At just after 10pm Sydney time, on the opening day of the English Premier League I was sat sitting on the couch watching the team supposedly in crisis, Hull City leading 1-0 over the reigning champions Leicester City. The only reason that I am able to do this in a world where the market decides the price of everything and the value of nothing, is because someone else has paid for the cost of my entertainment. Mostly this time around it has been a fast food restaurant chain, a motor vehicle manufacturer, a health insurance company and an electrical goods company. Meanwhile, both teams have kit sponsors and there are changing adboards which line the sides of the pitch.
This sounds entirely unremarkable, until you consider the fact that the last time that I saw an English League fixture live on free-to-air television (not the FA Cup) was all the way back in 1992; which was longer ago than many of the players on the field were even alive. In short, I am as happy as Larry and it is all thanks to the wonderful thing known as advertising. I love it.
Well to be perfectly frank, I love the BBC licence even more and I love state run broadcasters because they are not driven by the need to spin a profit but if someone is going to pay for television to be made then it may as well be advertisers.
The story of advertising goes pretty much back to the beginnings of the consumer society. In the 1890s with the bright electric London Underground, advertisers took advantage of the large spaces on the walls on the other side of the railway tracks, to place billboards. Newspapers realised that they could sell space for graphics within their print space and trams and buses carried adboards while they were still being drawn by horses.
Of course it was only natural that the following inventions of radio, television and the internet would also carry advertising. I'm actually surprised that it took so long for sport to get on the advertising bandwagon, with motorsports finally carrying the colours of their sponsors in the 1960s and other sports like football, cricket and baseball only following on in the 1970s. The sport of cycling was incredibly canny, with advertisements and promotional material passing down the roads on events like Le Tour De France before the cyclists did, as early as the 1920s.
As a motorsport fan, advertising didn't just provide the means and ability to place names and colours in front of the public, it has literally coloured motor racing cars themselves. Some of the most iconic cars are instantly recognisable from the colour schemes which they carried. This includes the companies from related industries like Shell, Mobil, Valvoline and Gulf Oil but also includes those brands from the tobacco industry like Marlboro, John Player, Mild Seven and alcohol brands like Martini and Johnnie Walker who wanted to position themselves with a more glamorous status.
People often say that they don't like advertising but the simple fact of the matter is that in order to do stuff or get stuff done, you need to pay people to do it. In the late 1590s, Shakespeare's theatre company was one of the first in the world to charge admission prices to see their plays. Before that time, people voluntarily paid to see theatre productions, or rather didn't most of the time. If four hundred years ago, it wasn't economical to rely on the kindness of strangers to support a single playhouse, then to rely upon the general public to voluntarily provide the necessary resources to run something like a radio or television network, is the mark of naive madness. The entire rise of organised mass media, is predicated on the ability to raise funding either through compulsory means such as a radio or television licence, or the selling of advertising space in that media.

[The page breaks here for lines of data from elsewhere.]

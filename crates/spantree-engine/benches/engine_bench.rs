//! Benchmarks for the convergence engines
//!
//! Measures:
//! - Sequential runs on grids and random graphs
//! - Concurrent runs on random graphs
//! - Oracle checks on a converged topology

use criterion::{black_box, criterion_group, criterion_main, BenchmarkId, Criterion, Throughput};
use spantree_bridge::FloodPolicy;
use spantree_engine::{ConcurrentEngine, Engine, EngineConfig, SequentialEngine, Topology};
use spantree_topology::generate;

fn bench_sequential(c: &mut Criterion) {
    let mut group = c.benchmark_group("sequential");
    let engine = SequentialEngine::default();

    for &side in &[8usize, 16, 32] {
        let mut topology = Topology::new(generate::grid(side, side), FloodPolicy::Full).unwrap();
        group.throughput(Throughput::Elements((side * side) as u64));
        group.bench_function(BenchmarkId::new("grid", side), |b| {
            b.iter(|| engine.run(black_box(&mut topology)).unwrap())
        });
    }

    for &n in &[100usize, 1_000] {
        let mut topology = Topology::new(generate::random_connected(n, n, 42), FloodPolicy::Full).unwrap();
        group.throughput(Throughput::Elements(n as u64));
        group.bench_function(BenchmarkId::new("random", n), |b| {
            b.iter(|| engine.run(black_box(&mut topology)).unwrap())
        });
    }
    group.finish();
}

fn bench_concurrent(c: &mut Criterion) {
    let mut group = c.benchmark_group("concurrent");
    group.sample_size(10);
    let engine = ConcurrentEngine::new(EngineConfig::default());

    for &n in &[100usize, 1_000] {
        let mut topology = Topology::new(generate::random_connected(n, n, 42), FloodPolicy::Full).unwrap();
        group.throughput(Throughput::Elements(n as u64));
        group.bench_function(BenchmarkId::new("random", n), |b| {
            b.iter(|| engine.run(black_box(&mut topology)).unwrap())
        });
    }
    group.finish();
}

fn bench_oracle(c: &mut Criterion) {
    let mut group = c.benchmark_group("oracle");

    for &side in &[32usize, 100] {
        let mut topology = Topology::new(generate::grid(side, side), FloodPolicy::Full).unwrap();
        SequentialEngine::default().run(&mut topology).unwrap();
        let routes = topology.routes();
        group.throughput(Throughput::Elements((side * side) as u64));
        group.bench_with_input(BenchmarkId::new("grid", side), &routes, |b, routes| {
            b.iter(|| topology.oracle().is_converged(black_box(routes)))
        });
    }
    group.finish();
}

criterion_group!(benches, bench_sequential, bench_concurrent, bench_oracle);
criterion_main!(benches);
//! Dense bridge identifiers.

use std::fmt;

/// A bridge identifier.
///
/// Ids are dense (`0..N`) and double as array indices. Smaller ids win the
/// root election.
#[derive(Debug, Clone, Copy, PartialEq, Eq, PartialOrd, Ord, Hash, Default)]
#[cfg_attr(feature = "serde", derive(serde::Serialize, serde::Deserialize))]
#[cfg_attr(feature = "serde", serde(transparent))]
pub struct NodeId(pub u32);

impl NodeId {
    /// Create an id.
    pub const fn new(id: u32) -> Self {
        Self(id)
    }

    /// The raw id.
    pub const fn value(self) -> u32 {
        self.0
    }

    /// The id as an array index.
    #[inline]
    pub const fn index(self) -> usize {
        self.0 as usize
    }
}

impl From<u32> for NodeId {
    fn from(id: u32) -> Self {
        Self(id)
    }
}

impl fmt::Display for NodeId {
    fn fmt(&self, f: &mut fmt::Formatter<'_>) -> fmt::Result {
        write!(f, "{}", self.0)
    }
}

The commodity being sold when advertisers buy space in the media, isn't as most people presume the ability to put their messages in front of the public but the attention and mindspace of the public itself. Just like a motor car is supposed to be driven, or a gun is supposed to be fired, and advertisement is supposed to be seen or heard and a thing which fails to do its job, from an economic perspective at least, may as well be considered as nothing more than an art project.

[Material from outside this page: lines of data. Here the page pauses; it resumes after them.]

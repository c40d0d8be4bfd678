//! Random-graph properties of the election.

use proptest::prelude::*;
use spantree_bridge::FloodPolicy;
use spantree_engine::{ConcurrentEngine, Engine, EngineConfig, FinalTree, SequentialEngine, Topology};
use spantree_topology::{Graph, NodeId};

/// Random graph that may be disconnected.
fn graph() -> impl Strategy<Value = Graph> {
    (1usize..24).prop_flat_map(|n| {
        let edge = (0..n as u32, 0..n as u32);
        prop::collection::vec(edge, 0..n * 2).prop_map(move |edges| {
            let mut graph = Graph::new(n);
            for (u, v) in edges {
                if u != v {
                    graph.add_edge(NodeId(u), NodeId(v)).unwrap();
                }
            }
            graph
        })
    })
}

/// Every bridge sits on a shortest path to its component's smallest id,
/// through its smallest neighbor on such a path.
fn assert_shortest_path_tree(graph: &Graph, tree: &FinalTree) {
    let components = graph.components();
    for entry in tree {
        let root = components.representative(entry.node);
        assert_eq!(entry.root, root);

        let distances = graph.bfs_distances(root);
        assert_eq!(Some(entry.distance), distances[entry.node.index()]);

        if entry.node == root {
            assert_eq!(entry.designated, root);
        } else {
            let parent = graph
                .neighbors(entry.node)
                .iter()
                .copied()
                .filter(|n| distances[n.index()] == Some(entry.distance - 1))
                .min();
            assert_eq!(Some(entry.designated), parent);
        }
    }
}

proptest! {
    #[test]
    fn sequential_builds_shortest_path_tree(graph in graph()) {
        let mut topology = Topology::new(graph.clone(), FloodPolicy::Full).unwrap();
        let report = SequentialEngine::default().run(&mut topology).unwrap();
        let tree = report.tree().expect("full flooding always converges");
        prop_assert_eq!(tree.len(), graph.vertex_count());
        assert_shortest_path_tree(&graph, tree);
    }

    #[test]
    fn empty_update_is_idempotent(graph in graph(), rounds in 0u64..4) {
        let mut topology = Topology::new(graph, FloodPolicy::Full).unwrap();
        topology.restart();
        for round in 1..=rounds {
            topology.round(round, None);
        }
        // Drain what is in flight, then an update with nothing queued must
        // leave every route alone.
        while topology.round(0, None).sent > 0 {}
        let before = topology.routes();
        prop_assert_eq!(topology.round(0, None).changed, 0);
        prop_assert_eq!(topology.routes(), before);
    }
}

proptest! {
    #![proptest_config(ProptestConfig::with_cases(12))]

    #[test]
    fn concurrent_matches_sequential(graph in graph()) {
        let mut a = Topology::new(graph.clone(), FloodPolicy::Full).unwrap();
        let mut b = Topology::new(graph, FloodPolicy::Full).unwrap();
        let seq = SequentialEngine::default().run(&mut a).unwrap();
        let conc = ConcurrentEngine::new(EngineConfig::default().with_worker_threads(2))
            .run(&mut b)
            .unwrap();
        prop_assert!(conc.is_converged());
        prop_assert_eq!(seq.tree(), conc.tree());
    }
}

It should go without saying that an advertisement is an investment in the mindspace of the general public and is made with the intention of collecting an increase by means of sales of goods and services, over and above the initial cost of that investment.
One can't deny that advertising itself is a shared cultural experience. Advertisments by their nature are designed to be memorable in order that you buy the thing being advertised and the thing about being memorable and being remembered by a great number of people, is the very stuff that a shared culture is built upon. "We're happy little vegemites", "not happy Jan!" and "Matter of fact, I’ve got it now" have all passed into the national psyche if not idiom. Then there are countless jingles and songs associated with advertising; which also form part of the shared cultural fabric of society.

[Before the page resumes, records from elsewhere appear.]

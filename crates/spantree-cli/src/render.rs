//! Human-readable output.

use std::fmt::Write;

use spantree_engine::{RouteChange, RunOutcome, RunReport, TreeEntry};

/// Aligned `node root distance designated` table.
pub fn table<'a>(entries: impl IntoIterator<Item = &'a TreeEntry>) -> String {
    let mut out = format!("{:>6}  {:>6}  {:>8}  {:>10}\n", "node", "root", "distance", "designated");
    for e in entries {
        let _ = writeln!(out, "{:>6}  {:>6}  {:>8}  {:>10}", e.node.value(), e.root.value(), e.distance, e.designated.value());
    }
    out
}

/// One-line outcome.
pub fn summary(report: &RunReport) -> String {
    let elapsed = report.elapsed.as_secs_f64() * 1000.0;
    let mut line = match &report.outcome {
        RunOutcome::Converged(tree) => format!(
            "{}: converged, {} root(s), depth {}",
            report.engine,
            tree.roots().len(),
            tree.depth()
        ),
        RunOutcome::NotConverged { reason, state } => format!(
            "{}: not converged ({reason}), {} bridge(s) disagree on the root, {} unsettled",
            report.engine,
            state.disagreeing.len(),
            state.unsettled.len() + state.unsettled_segments.len()
        ),
    };
    if report.rounds > 0 {
        let _ = write!(line, ", {} round(s)", report.rounds);
    }
    let _ = write!(line, ", {} message(s), {elapsed:.1} ms", report.messages);
    line
}

/// One line per route change.
pub fn trace(changes: &[RouteChange]) -> String {
    changes
        .iter()
        .map(|c| format!("round {:>4}  bridge {:>4}  {} -> {}\n", c.round, c.node.value(), c.from, c.to))
        .collect()
}
//! Benchmarks for spantree topologies
//!
//! Measures performance of:
//! - Topology generation
//! - Component labelling
//! - BFS reference distances
//! - Edge-list parsing

use criterion::{black_box, criterion_group, criterion_main, BenchmarkId, Criterion, Throughput};
use spantree_topology::{edgelist, generate, NodeId};

/// Benchmark random connected graph generation
fn bench_generate(c: &mut Criterion) {
    let mut group = c.benchmark_group("random_connected");

    for &n in &[100usize, 1_000, 10_000] {
        group.throughput(Throughput::Elements(n as u64));
        group.bench_with_input(BenchmarkId::from_parameter(n), &n, |b, &n| {
            b.iter(|| generate::random_connected(black_box(n), n / 2, 42))
        });
    }
    group.finish();
}

/// Benchmark component labelling on graphs with many components
fn bench_components(c: &mut Criterion) {
    let mut group = c.benchmark_group("components");

    for &side in &[10usize, 50, 100] {
        let g = generate::grid(side, side);
        group.throughput(Throughput::Elements((side * side) as u64));
        group.bench_with_input(BenchmarkId::new("grid", side), &g, |b, g| {
            b.iter(|| black_box(g).components())
        });
    }
    group.finish();
}

/// Benchmark BFS from the root corner
fn bench_bfs(c: &mut Criterion) {
    let mut group = c.benchmark_group("bfs_distances");

    for &side in &[10usize, 50, 100] {
        let g = generate::grid(side, side);
        group.throughput(Throughput::Elements((side * side) as u64));
        group.bench_with_input(BenchmarkId::new("grid", side), &g, |b, g| {
            b.iter(|| g.bfs_distances(black_box(NodeId(0))))
        });
    }
    group.finish();
}

/// Benchmark edge-list parsing
fn bench_parse(c: &mut Criterion) {
    let mut group = c.benchmark_group("edgelist_parse");

    for &n in &[1_000usize, 10_000] {
        let text = edgelist::render(&generate::random_connected(n, n, 7));
        group.throughput(Throughput::Bytes(text.len() as u64));
        group.bench_with_input(BenchmarkId::from_parameter(n), &text, |b, text| {
            b.iter(|| edgelist::parse(black_box(text)))
        });
    }
    group.finish();
}

criterion_group!(benches, bench_generate, bench_components, bench_bfs, bench_parse);
criterion_main!(benches);
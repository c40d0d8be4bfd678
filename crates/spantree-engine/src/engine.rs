//! The engine abstraction.

use crate::{Result, RunReport};

/// Drives a network of bridges from a fresh restart to the fixpoint, or
/// until its budget runs out.
pub trait Engine {
    /// What the engine runs on.
    type Network;

    /// Short name used in reports and logs.
    fn name(&self) -> &'static str;

    /// Restart every bridge and run to completion.
    ///
    /// Errors are reserved for runs that could not be carried out at all.
    /// Not converging is reported in [`RunReport::outcome`].
    fn run(&self, network: &mut Self::Network) -> Result<RunReport>;
}
//! Per-bridge election state.

use std::fmt;
use std::str::FromStr;

use tracing::trace;

use crate::{
    BridgeError, ConfigMessage, Inbox, NeighborLink, NodeId, Outbox, Peer, Result, Route,
};

/// When a bridge advertises its route.
#[derive(Debug, Clone, Copy, PartialEq, Eq, Hash, Default)]
#[cfg_attr(feature = "serde", derive(serde::Serialize, serde::Deserialize))]
#[cfg_attr(feature = "serde", serde(rename_all = "kebab-case"))]
pub enum FloodPolicy {
    /// Every bridge advertises its best route after a restart and after
    /// every change.
    #[default]
    Full,
    /// Only bridges that still believe themselves root advertise, on every
    /// relay. Information stops one hop past the first bridge that gives
    /// up being root, so this stalls on anything deeper than a star.
    RootOnly,
}

impl fmt::Display for FloodPolicy {
    fn fmt(&self, f: &mut fmt::Formatter<'_>) -> fmt::Result {
        f.write_str(match self {
            FloodPolicy::Full => "full",
            FloodPolicy::RootOnly => "root-only",
        })
    }
}

impl FromStr for FloodPolicy {
    type Err = String;

    fn from_str(s: &str) -> std::result::Result<Self, Self::Err> {
        match s {
            "full" => Ok(FloodPolicy::Full),
            "root-only" | "root_only" => Ok(FloodPolicy::RootOnly),
            other => Err(format!("unknown flood policy {other:?} (expected full or root-only)")),
        }
    }
}

/// Message counters since the last restart.
#[derive(Debug, Clone, Copy, PartialEq, Eq, Default)]
#[cfg_attr(feature = "serde", derive(serde::Serialize, serde::Deserialize))]
pub struct NodeStats {
    /// Messages that improved the route
    pub accepted: u64,
    /// Messages that did not
    pub discarded: u64,
    /// Advertisements delivered to a neighbor's mailbox
    pub sent: u64,
    /// Advertisements whose mailbox was already gone
    pub undeliverable: u64,
}

/// A bridge: its own id, its current route and its links.
#[derive(Debug, Clone)]
pub struct BridgeNode {
    id: NodeId,
    route: Route,
    links: Vec<NeighborLink>,
    policy: FloodPolicy,
    advertise: bool,
    stats: NodeStats,
}

impl BridgeNode {
    /// An unlinked bridge in its initial, self-rooted state.
    pub fn new(id: NodeId, policy: FloodPolicy) -> Self {
        Self {
            id,
            route: Route::own(id),
            links: Vec::new(),
            policy,
            advertise: true,
            stats: NodeStats::default(),
        }
    }

    /// A bridge linked to each of `neighbors`, where `outboxes[n]` is the
    /// mailbox of bridge `n`.
    pub fn wire(
        id: NodeId,
        neighbors: &[NodeId],
        outboxes: &[Outbox],
        policy: FloodPolicy,
    ) -> Result<Self> {
        let mut node = Self::new(id, policy);
        for &neighbor in neighbors {
            let outbox = outboxes
                .get(neighbor.index())
                .filter(|_| neighbor != id)
                .ok_or(BridgeError::InvalidTopology { node: id, neighbor })?;
            node.attach(NeighborLink::new(Peer::Bridge(neighbor), outbox.clone()));
        }
        Ok(node)
    }

    /// Add a link.
    pub fn attach(&mut self, link: NeighborLink) {
        self.links.push(link);
    }

    /// Point every link to `peer` at a replacement mailbox.
    ///
    /// Returns `false` if no link leads to `peer`.
    pub fn relink(&mut self, peer: Peer, outbox: &Outbox) -> bool {
        let mut found = false;
        for link in self.links.iter_mut().filter(|l| l.peer() == peer) {
            link.retarget(outbox.clone());
            found = true;
        }
        found
    }

    pub fn id(&self) -> NodeId {
        self.id
    }

    pub fn route(&self) -> Route {
        self.route
    }

    pub fn root(&self) -> NodeId {
        self.route.root
    }

    pub fn distance(&self) -> u32 {
        self.route.distance
    }

    pub fn designated(&self) -> NodeId {
        self.route.designated
    }

    /// True while the bridge believes it is the root.
    pub fn is_root(&self) -> bool {
        self.route.is_own(self.id)
    }

    pub fn links(&self) -> &[NeighborLink] {
        &self.links
    }

    pub fn policy(&self) -> FloodPolicy {
        self.policy
    }

    pub fn stats(&self) -> NodeStats {
        self.stats
    }

    /// The advertisement this bridge would send right now.
    pub fn advertisement(&self) -> ConfigMessage {
        ConfigMessage::new(self.id, self.route.root, self.route.distance)
    }

    /// Apply one message. Returns `true` if the route improved.
    pub fn accept(&mut self, msg: ConfigMessage) -> bool {
        if msg.sender == self.id {
            self.stats.discarded += 1;
            return false;
        }

        let candidate = msg.candidate();
        if !candidate.improves_on(&self.route) {
            self.stats.discarded += 1;
            return false;
        }

        trace!(
            bridge = %self.id,
            from = %self.route,
            to = %candidate,
            "route improved"
        );
        self.route = candidate;
        self.gate(Peer::Bridge(msg.sender));
        self.advertise = true;
        self.stats.accepted += 1;
        true
    }

    /// Apply every message currently queued in `inbox`.
    ///
    /// Returns `true` if the route changed. An empty inbox changes nothing.
    pub fn update(&mut self, inbox: &mut Inbox) -> bool {
        let mut changed = false;
        while let Some(msg) = inbox.try_next() {
            changed |= self.accept(msg);
        }
        changed
    }

    /// Advertise to every open link if the flood policy says so.
    ///
    /// Returns the number of advertisements delivered.
    pub fn relay(&mut self) -> usize {
        let due = match self.policy {
            FloodPolicy::Full => self.advertise,
            FloodPolicy::RootOnly => self.is_root(),
        };
        if !due {
            return 0;
        }
        self.advertise = false;

        let msg = self.advertisement();
        let mut sent = 0;
        for link in self.links.iter().filter(|l| l.can_send()) {
            if link.post(msg) {
                sent += 1;
            } else {
                self.stats.undeliverable += 1;
                trace!(bridge = %self.id, peer = ?link.peer(), "mailbox closed");
            }
        }
        self.stats.sent += sent as u64;
        sent
    }

    /// Back to the initial state: self-rooted, every link open, an
    /// advertisement pending, `inbox` emptied.
    pub fn restart(&mut self, inbox: &mut Inbox) {
        let dropped = inbox.clear();
        if dropped > 0 {
            trace!(bridge = %self.id, dropped, "discarded queued messages");
        }
        self.reset();
    }

    /// [`BridgeNode::restart`] without an inbox, for bridges whose queues
    /// are cleared by their owner.
    pub fn reset(&mut self) {
        self.route = Route::own(self.id);
        for link in &mut self.links {
            link.set_can_send(true);
        }
        self.advertise = true;
        self.stats = NodeStats::default();
    }

    /// Install a previously published route on a rebuilt bridge.
    ///
    /// Routes not rooted at this bridge must have a non-zero distance.
    pub fn restore_route(&mut self, route: Route) {
        debug_assert_eq!(route.distance == 0, route.is_own(self.id));
        self.route = route;
        if route.is_own(self.id) {
            for link in &mut self.links {
                link.set_can_send(true);
            }
        } else {
            self.gate(Peer::Bridge(route.designated));
        }
        self.advertise = true;
    }

    /// Close the link toward `upstream`, open every other one.
    fn gate(&mut self, upstream: Peer) {
        for link in &mut self.links {
            link.set_can_send(link.peer() != upstream);
        }
    }
}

From a purely selfish standpoint, I like it when other people pay for my stuff. In the case of radio and television, advertising is the means by which other people pay for my entertainment. Granted, radio and television is often provided by government and when properly funded often turns out to be quite excellent because it isn't constrained by the commercial motive to spin a profit but when it comes to things like sport, movies, drama and comedy, which are mostly also always commercial enterprises anyway, then advertising is the necessary and I think best way of ensuring the greatest possible access to a shared cultural experience, other than direct government funding.